Physiological reflexes and anatomical barriers render traditional eye drop delivery inefficient. We previously reported that drug-loaded nanoparticles and microspheres prepared from montmorillonite and Eudragit polymers exhibited good sustained-release and lowered intraocular pressure. Here, we compared the performance of optimized formulations to select the most suitable formulation for glaucoma therapy. We found that the microspheres had much higher encapsulation efficiency and drug loading than nanoparticles. Moreover, cytocompatibility experiments demonstrated that nanoparticles showed more severe cytotoxicity than microspheres, probably due to their smaller particles, enhanced cell uptake, and intracellular solubility. Interestingly, the pre-corneal retention time of nanoparticles reflected a clear advantage over microspheres, while the duration of the pharmacological effect of nanoparticles was not as good as that of microspheres: compared with the nanoparticle depressurization duration of only 8 h, the microspheres continuously depressurized for 12 h. The slower release of the microspheres and its micro-interaction mechanism with the discontinuous mucin layer of the tear film led to the inconsistency between duration of pharmacodynamics and fluorescence ocular retention time. In summary, the lower cytotoxicity and longer pharmacological effect of microspheres indicate their potential advantages for glaucoma applications.

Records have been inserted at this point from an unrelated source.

//! Shared helpers for the LSP-facing handlers: offset/position
//! conversion and syntax-node lookup.

use line_index::LineIndex;
use line_index::TextSize;
use zest_ast::AstNode;
use zest_syntax::SyntaxKind;
use zest_syntax::SyntaxNode;
use zest_syntax::SyntaxToken;

/// Finds an identifier or variable token at `offset`.
fn token_at_offset(node: &SyntaxNode, offset: TextSize) -> Option<SyntaxToken> {
    node.token_at_offset(offset)
        .find(|t| matches!(t.kind(), SyntaxKind::Ident | SyntaxKind::Variable))
}

/// The smallest ancestor of the token at `offset` that is a
/// `QualifiedName` or `VarExpr` — the two node kinds the query facade
/// and scope resolver operate on.
pub(crate) fn reference_node_at(root: &SyntaxNode, offset: TextSize) -> Option<SyntaxNode> {
    token_at_offset(root, offset)?
        .parent_ancestors()
        .find(|node| matches!(node.kind(), SyntaxKind::QualifiedName | SyntaxKind::VarExpr))
}

/// Finds the [`zest_ast::Expr`] at `offset`, for type/hover queries that
/// want the whole expression rather than just a reference node.
pub(crate) fn expr_at(root: &SyntaxNode, offset: TextSize) -> Option<zest_ast::Expr> {
    token_at_offset(root, offset)?
        .parent_ancestors()
        .find_map(zest_ast::Expr::cast)
}

/// Converts an LSP `Position` to a byte offset using `index`.
pub(crate) fn position_to_offset(
    index: &LineIndex,
    position: lsp_types::Position,
) -> Option<TextSize> {
    index.offset(line_index::LineCol {
        line: position.line,
        col: position.character,
    })
}

/// Converts a byte span to an LSP `Range` using `index`.
pub(crate) fn span_to_range(index: &LineIndex, span: zest_ast::Span) -> lsp_types::Range {
    let start = index.line_col(span.start());
    let end = index.line_col(span.end());
    lsp_types::Range::new(
        lsp_types::Position::new(start.line, start.col),
        lsp_types::Position::new(end.line, end.col),
    )
}
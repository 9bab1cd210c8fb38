//! The kinds of tokens and nodes that make up a Zest concrete syntax tree.

/// Every kind of token or node that can appear in a Zest concrete syntax
/// tree.
///
/// This is a single flat enum (rather than separate token/node enums)
/// because `rowan` represents both in one `u16`-keyed kind space.
#[derive(Debug, Clone, Copy, PartialEq, Eq, Hash, PartialOrd, Ord)]
#[repr(u16)]
#[allow(missing_docs)]
pub enum SyntaxKind {
    // Trivia.
    Whitespace,
    Comment,

    // Literals and identifiers.
    IntLit,
    FloatLit,
    StringLit,
    TrueKw,
    FalseKw,
    NullKw,
    Variable,
    Ident,

    // Keywords.
    NamespaceKw,
    UseKw,
    AsKw,
    ClassKw,
    InterfaceKw,
    ExtendsKw,
    ImplementsKw,
    FunctionKw,
    PublicKw,
    PrivateKw,
    ProtectedKw,
    StaticKw,
    ConstKw,
    NewKw,
    CloneKw,
    InstanceofKw,
    EmptyKw,
    IssetKw,
    IncludeKw,
    RequireKw,
    ReturnKw,
    AndKw,
    OrKw,
    XorKw,

    // Punctuation and operators.
    LParen,
    RParen,
    LBrace,
    RBrace,
    LBracket,
    RBracket,
    Semicolon,
    Comma,
    Colon,
    ColonColon,
    Arrow,
    FatArrow,
    Backslash,
    Dot,
    Amp,
    Plus,
    Minus,
    Star,
    StarStar,
    Slash,
    Percent,
    Eq,
    EqEq,
    EqEqEq,
    NotEq,
    NotEqEq,
    Lt,
    Gt,
    LtEq,
    GtEq,
    AmpAmp,
    PipePipe,
    Bang,
    Question,
    QuestionQuestion,
    QuestionColon,
    Dollar,

    // Error/unknown token.
    Error,

    // Nodes: structure.
    Root,
    NamespaceDecl,
    UseDecl,
    ClassDecl,
    InterfaceDecl,
    FunctionDecl,
    MethodDecl,
    PropertyDecl,
    ConstDecl,
    ParamList,
    Param,
    Block,
    ExprStmt,
    ReturnStmt,
    QualifiedName,
    ArgList,
    Arg,
    CaptureList,
    CaptureItem,

    // Nodes: expressions.
    VarExpr,
    IntLitExpr,
    FloatLitExpr,
    StringLitExpr,
    BoolLitExpr,
    NullLitExpr,
    NameExpr,
    ParenExpr,
    AssignExpr,
    TernaryExpr,
    ShortTernaryExpr,
    NullCoalesceExpr,
    EqExpr,
    NotEqExpr,
    IdenticalExpr,
    NotIdenticalExpr,
    LtExpr,
    GtExpr,
    LeExpr,
    GeExpr,
    AndExpr,
    OrExpr,
    XorExpr,
    NotExpr,
    NegExpr,
    ConcatExpr,
    AddExpr,
    SubExpr,
    MulExpr,
    DivExpr,
    ModExpr,
    PowExpr,
    CallExpr,
    MethodCallExpr,
    PropertyFetchExpr,
    StaticCallExpr,
    StaticPropertyFetchExpr,
    ClassConstFetchExpr,
    NewExpr,
    AnonClassExpr,
    CloneExpr,
    InstanceofExpr,
    EmptyExpr,
    IssetExpr,
    CastExpr,
    IncludeExpr,
    ArrayLiteralExpr,
    ArrayItem,
    IndexExpr,
    ClosureExpr,

    /// Sentinel marking the last valid discriminant; never produced by the
    /// lexer or parser.
    __Last,
}

impl SyntaxKind {
    /// Returns whether this kind is whitespace or a comment.
    pub fn is_trivia(self) -> bool {
        matches!(self, SyntaxKind::Whitespace | SyntaxKind::Comment)
    }
}

impl From<SyntaxKind> for rowan::SyntaxKind {
    fn from(kind: SyntaxKind) -> Self {
        rowan::SyntaxKind(kind as u16)
    }
}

生理反射和解剖学障碍使传统的眼药水递送效率低下。我们以前曾报道过，由蒙脱土和Eudragit聚合物制备的载有药物的纳米颗粒和微球表现出良好的持续释放和降低的眼内压。在这里，我们比较了优化配方的性能，以选择最适合青光眼治疗的配方。我们发现微球比纳米颗粒具有更高的封装效率和载药量。此外，细胞相容性实验表明，与微球相比，纳米颗粒显示出更严重的细胞毒性，这可能是由于其较小的颗粒，增强的细胞摄取和细胞内溶解度。有趣的是，纳米粒子在角膜前的保留时间比微球体现出明显的优势，纳米颗粒的药理作用持续时间不如微球体持续：与仅8 h的纳米颗粒降压持续时间相比，微球体持续降压12 h。微球的缓慢释放及其与泪膜不连续粘蛋白层的微相互作用机制导致药效学持续时间与荧光眼保留时间之间的不一致。总之，微球的较低的细胞毒性和较长的药理作用表明它们在青光眼应用中的潜在优势。微球的缓慢释放及其与泪膜不连续粘蛋白层的微相互作用机制导致药效学持续时间和荧光眼保留时间之间的不一致。总之，微球的较低的细胞毒性和较长的药理作用表明它们在青光眼应用中的潜在优势。微球的缓慢释放及其与泪膜不连续粘蛋白层的微相互作用机制导致药效学持续时间和荧光眼保留时间之间的不一致。总之，微球的较低的细胞毒性和较长的药理作用表明它们在青光眼应用中的潜在优势。